Mais pragmatismo
31 | Outubro | 2009
Bernardo Pires de Lima
 

Jornal i, 31|Outubro|2009

Há uma pergunta que devíamos fazer regularmente em relação a decisões tomadas na política internacional: caso não se decida de certa forma, qual a alternativa? Por exemplo, se tudo falhar no Afeganistão, quem ocupará aí o vazio de segurança? Não entrando em vigor o Tratado de Lisboa, que hipóteses de adesão terão os países dos futuros alargamentos? Ou, ainda, que credibilidade teriam os europeus na cimeira de Copenhaga caso não chegassem a um denominador comum durante este Conselho Europeu? Ou seja, as decisões podem não ter a celeridade que gostaríamos, o alcance que ambicionámos, mas a sua definição encerra um preenchimento político indispensável.
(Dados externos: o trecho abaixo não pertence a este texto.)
//! Shot resolver: applies a fired coordinate to the opponent's board.

use core::fmt;

use crate::board::{Board, Cell};
use crate::codec::ShotMark;

/// Result of a legal shot.
#[derive(Debug, Clone, Copy, PartialEq, Eq)]
pub struct ShotOutcome {
    pub mark: ShotMark,
    /// The target board owner's ships still afloat after this shot.
    pub remaining: u32,
    /// Set when this shot turned the last cell of a ship.
    pub sunk: bool,
}

/// Why a shot was rejected. Neither case changes any state.
#[derive(Debug, Clone, Copy, PartialEq, Eq)]
pub enum ShotError {
    OutOfBounds,
    AlreadyFired,
}

impl fmt::Display for ShotError {
    fn fmt(&self, f: &mut fmt::Formatter<'_>) -> fmt::Result {
        match self {
            ShotError::OutOfBounds => write!(f, "shot outside the board"),
            ShotError::AlreadyFired => write!(f, "cell was already fired at"),
        }
    }
}

/// Fire at `(col, row)` on the opponent's board.
///
/// An empty cell becomes a miss; an occupied cell becomes a hit and, when
/// it was the ship's last unhit cell, sinks the ship and decrements the
/// owner's ships-remaining count. A count of zero in the returned outcome
/// means the firer has won.
pub fn resolve_shot(board: &mut Board, col: u32, row: u32) -> Result<ShotOutcome, ShotError> {
    if !board.contains(row as i32, col as i32) {
        return Err(ShotError::OutOfBounds);
    }
    let (row, col) = (row as usize, col as usize);

    match board.cell(row, col) {
        Cell::Hit(_) | Cell::Miss => Err(ShotError::AlreadyFired),
        Cell::Empty => {
            board.set_cell(row, col, Cell::Miss);
            Ok(ShotOutcome {
                mark: ShotMark::Miss,
                remaining: board.ships_remaining(),
                sunk: false,
            })
        }
        Cell::Occupied(id) => {
            board.set_cell(row, col, Cell::Hit(id));
            let sunk = !board.ship_afloat(id);
            if sunk {
                board.sink_one();
            }
            Ok(ShotOutcome {
                mark: ShotMark::Hit,
                remaining: board.ships_remaining(),
                sunk,
            })
        }
    }
}
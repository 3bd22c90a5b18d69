use tokio::io::{AsyncBufReadExt, AsyncWriteExt, BufReader};
use tokio::net::tcp::{OwnedReadHalf, OwnedWriteHalf};
use tokio::net::TcpStream;

use crate::transport::Transport;

/// Newline-framed text over one TCP connection.
pub struct TcpTransport {
    reader: BufReader<OwnedReadHalf>,
    writer: OwnedWriteHalf,
}

impl TcpTransport {
    pub fn new(stream: TcpStream) -> Self {
        let (read_half, write_half) = stream.into_split();
        Self {
            reader: BufReader::new(read_half),
            writer: write_half,
        }
    }
}

#[async_trait::async_trait]
impl Transport for TcpTransport {
    async fn send_line(&mut self, line: &str) -> anyhow::Result<()> {
        self.writer.write_all(line.as_bytes()).await?;
        self.writer.write_all(b"\n").await?;
        self.writer.flush().await?;
        Ok(())
    }

    async fn recv_line(&mut self) -> anyhow::Result<Option<String>> {
        let mut line = String::new();
        let n = self.reader.read_line(&mut line).await?;
        if n == 0 {
            // zero-length read: peer closed
            return Ok(None);
        }
        Ok(Some(line))
    }
}
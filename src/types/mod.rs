//! Core types for the translator.
//!
//! This module provides foundational types used throughout the crate:
//! - **Errors**: Application error types with thiserror derives
//! - **Config**: Configuration structures for the translator and its
//!   observability surface

mod config;
mod errors;

pub use config::{InspectOpts, ObservabilityConfig, TranslatorConfig};
pub use errors::{Error, Result};
//! Canonical termination report — the normalized crash record.
//!
//! Built per event by the normalizer, consumed by the renderer, then
//! discarded. Never stored and never mutated after construction.

use serde_json::Value;

/// Normalized view of one abnormal-termination report.
///
/// `name`, `class`, and `reason` are derivable from any valid raw event of
/// either shape. Every other field is present only when the raw encoding
/// included that section: a legacy template that omitted the stack-trace
/// section yields `stack: None`, not an empty value.
#[derive(Debug, Clone, Default, PartialEq)]
pub struct Report {
    /// Identifier of the terminating process (registered name or handle).
    pub name: Value,

    /// Failure classification: an exception name for raised errors, or the
    /// `exit`/`throw` class markers.
    pub class: Value,

    /// Failure payload.
    pub reason: Value,

    /// Call-stack trace captured at failure time.
    pub stack: Option<Value>,

    /// The event being processed when the failure occurred.
    pub last_event: Option<Value>,

    /// State value at failure time.
    pub state: Option<Value>,

    /// Dispatch mode the machine was running under.
    pub callback_mode: Option<Value>,

    /// Events still pending processing, in arrival order.
    pub queued: Option<Vec<Value>>,

    /// Events deferred for reprocessing after a state change.
    pub postponed: Option<Vec<Value>>,

    /// Combined pending-event encoding from older structured reports:
    /// head is the last event, tail is the remaining queue. Carried as-is;
    /// the renderer splits it when the separate fields are absent.
    pub queue: Option<Vec<Value>>,
}
//! Termination-report translator pipeline.
//!
//! Composes the three stages — filter, normalizer, renderer — into the
//! single hook the host logging subsystem calls per diagnostic event:
//! classify the payload, normalize a match into the canonical report, and
//! render it at the caller's verbosity tier.
//!
//! Every invocation operates only on its arguments and produces a fresh
//! value; the translator is safe for unrestricted concurrent use. The one
//! shared resource is the formatting-options value installed once at
//! startup and read on demand afterwards.

pub mod filter;
pub mod normalize;
pub mod render;

use std::sync::OnceLock;

use crate::event::{Level, Payload};
use crate::types::{InspectOpts, TranslatorConfig};

static INSPECT_OPTS: OnceLock<InspectOpts> = OnceLock::new();

/// Outcome of one translation attempt.
#[derive(Debug, Clone, PartialEq)]
pub enum Translation {
    /// The event is outside the translator's vocabulary (or a matched event
    /// was malformed); the host emits the original diagnostic unchanged.
    Skip,

    /// The rewritten message that replaces the raw report in the log sink.
    Rewrite(String),
}

impl Translation {
    pub fn is_skip(&self) -> bool {
        matches!(self, Translation::Skip)
    }

    /// The rewritten message, if any.
    pub fn message(&self) -> Option<&str> {
        match self {
            Translation::Skip => None,
            Translation::Rewrite(msg) => Some(msg),
        }
    }
}

/// Register the translator with the host process, exactly once.
///
/// Initializes observability and stores the configured pretty-printing
/// limits for the lifetime of the process; later calls are no-ops. There is
/// no explicit teardown — process shutdown tears the registration down with
/// it.
pub fn install(config: &TranslatorConfig) {
    crate::observability::init_tracing(&config.observability);

    let mut installed = false;
    INSPECT_OPTS.get_or_init(|| {
        installed = true;
        config.inspect.clone()
    });
    if installed {
        tracing::debug!("termination-report translator installed");
    }
}

/// Translate one diagnostic event.
///
/// Returns [`Translation::Skip`] for everything outside the known report
/// shapes and for matched events whose internal structure is malformed; a
/// translator defect never suppresses the original diagnostic and nothing
/// escapes this boundary as an error.
pub fn translate(min_level: Level, payload: &Payload) -> Translation {
    let Some(route) = filter::classify(payload) else {
        return Translation::Skip;
    };
    match normalize::normalize(route) {
        Ok(report) => {
            let opts = inspect_opts();
            Translation::Rewrite(render::render(&report, min_level, opts))
        }
        Err(_) => Translation::Skip,
    }
}

/// Installed options, or defaults when [`install`] was never called.
fn inspect_opts() -> &'static InspectOpts {
    static DEFAULT: OnceLock<InspectOpts> = OnceLock::new();
    INSPECT_OPTS
        .get()
        .unwrap_or_else(|| DEFAULT.get_or_init(InspectOpts::default))
}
Neste Conselho Europeu foi isso que aconteceu: traçou-se um esquema de prioridades que começou, não na repartição de lugares, mas no entrave ao fim do processo de ratificação do novo tratado.
Ultrapassado este obstáculo, era importante emitir um sinal para o exterior, capaz de influenciar os estados que têm uma palavra a dizer no combate às alterações climáticas. Por fim, adiar a nomeação dos altos cargos revelou um interessante salto em frente no debate europeu: dar primazia ao essencial, deixar para depois o que apenas desperta a atenção mediática. Talvez por finalmente terem percebido que o mundo fora da União não perde um segundo com estas reuniões ou com o Tratado de Lisboa, ou fique paralisado à espera do sr. Blair. A verdade é esta. E como toda a verdade, leva tempo a digerir.